Task requirements –
In the entries below, find each line with the string "CategoryTable" and copy it.

Collected data
:::

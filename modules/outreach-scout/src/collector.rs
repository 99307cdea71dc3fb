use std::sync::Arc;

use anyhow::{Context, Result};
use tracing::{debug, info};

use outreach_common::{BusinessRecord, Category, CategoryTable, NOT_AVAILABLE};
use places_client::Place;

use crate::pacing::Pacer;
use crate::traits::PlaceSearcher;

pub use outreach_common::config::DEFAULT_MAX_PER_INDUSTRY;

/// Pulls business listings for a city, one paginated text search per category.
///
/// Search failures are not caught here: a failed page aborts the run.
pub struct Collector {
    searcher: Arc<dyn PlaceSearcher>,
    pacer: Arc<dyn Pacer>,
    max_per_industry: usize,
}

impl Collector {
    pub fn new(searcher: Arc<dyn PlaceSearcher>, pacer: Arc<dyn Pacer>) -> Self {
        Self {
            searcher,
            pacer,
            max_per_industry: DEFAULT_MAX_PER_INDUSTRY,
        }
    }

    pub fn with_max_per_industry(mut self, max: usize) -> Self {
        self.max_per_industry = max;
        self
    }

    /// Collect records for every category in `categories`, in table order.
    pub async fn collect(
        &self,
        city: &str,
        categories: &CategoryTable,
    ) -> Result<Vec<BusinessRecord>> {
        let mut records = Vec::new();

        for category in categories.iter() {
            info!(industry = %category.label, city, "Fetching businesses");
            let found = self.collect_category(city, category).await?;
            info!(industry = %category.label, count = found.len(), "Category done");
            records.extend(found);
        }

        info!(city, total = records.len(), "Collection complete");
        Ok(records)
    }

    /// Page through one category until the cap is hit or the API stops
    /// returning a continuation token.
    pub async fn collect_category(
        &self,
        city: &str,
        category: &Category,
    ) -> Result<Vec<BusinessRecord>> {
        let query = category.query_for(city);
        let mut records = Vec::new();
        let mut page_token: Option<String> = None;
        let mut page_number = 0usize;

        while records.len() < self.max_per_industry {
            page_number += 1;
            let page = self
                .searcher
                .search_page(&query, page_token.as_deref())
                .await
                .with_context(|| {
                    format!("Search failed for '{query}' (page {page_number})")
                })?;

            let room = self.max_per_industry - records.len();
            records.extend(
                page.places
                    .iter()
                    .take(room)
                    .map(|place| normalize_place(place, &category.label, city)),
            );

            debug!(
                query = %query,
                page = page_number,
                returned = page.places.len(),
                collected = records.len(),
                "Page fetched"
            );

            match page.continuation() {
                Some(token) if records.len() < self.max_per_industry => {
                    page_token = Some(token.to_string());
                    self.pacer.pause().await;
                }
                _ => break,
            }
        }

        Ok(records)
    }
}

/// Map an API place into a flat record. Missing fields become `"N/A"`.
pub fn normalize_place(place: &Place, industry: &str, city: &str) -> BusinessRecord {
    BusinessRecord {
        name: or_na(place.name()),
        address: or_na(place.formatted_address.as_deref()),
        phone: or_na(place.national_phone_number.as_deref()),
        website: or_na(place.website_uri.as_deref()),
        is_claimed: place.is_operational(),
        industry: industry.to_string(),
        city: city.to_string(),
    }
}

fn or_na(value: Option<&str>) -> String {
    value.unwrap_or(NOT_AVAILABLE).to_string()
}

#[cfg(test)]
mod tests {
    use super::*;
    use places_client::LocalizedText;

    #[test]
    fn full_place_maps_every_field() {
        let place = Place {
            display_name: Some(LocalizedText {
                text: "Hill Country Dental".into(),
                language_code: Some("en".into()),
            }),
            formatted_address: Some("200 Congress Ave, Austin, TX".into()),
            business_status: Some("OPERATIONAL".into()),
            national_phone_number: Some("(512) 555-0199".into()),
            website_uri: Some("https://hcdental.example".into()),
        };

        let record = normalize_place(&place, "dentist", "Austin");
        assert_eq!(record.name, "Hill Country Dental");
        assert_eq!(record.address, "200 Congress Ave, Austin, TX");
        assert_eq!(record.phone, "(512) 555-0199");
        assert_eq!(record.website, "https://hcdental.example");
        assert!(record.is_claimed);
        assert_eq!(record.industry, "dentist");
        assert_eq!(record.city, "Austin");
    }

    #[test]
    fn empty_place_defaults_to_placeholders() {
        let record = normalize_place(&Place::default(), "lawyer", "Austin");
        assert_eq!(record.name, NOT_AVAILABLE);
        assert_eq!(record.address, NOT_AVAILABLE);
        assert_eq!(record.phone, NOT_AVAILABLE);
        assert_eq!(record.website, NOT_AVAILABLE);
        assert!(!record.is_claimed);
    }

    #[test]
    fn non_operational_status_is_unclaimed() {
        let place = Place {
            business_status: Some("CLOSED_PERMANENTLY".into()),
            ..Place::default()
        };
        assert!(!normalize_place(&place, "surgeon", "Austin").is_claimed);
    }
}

:::

Exercise answer –
use outreach_common::{BusinessRecord, Category, CategoryTable, NOT_AVAILABLE};
        categories: &CategoryTable,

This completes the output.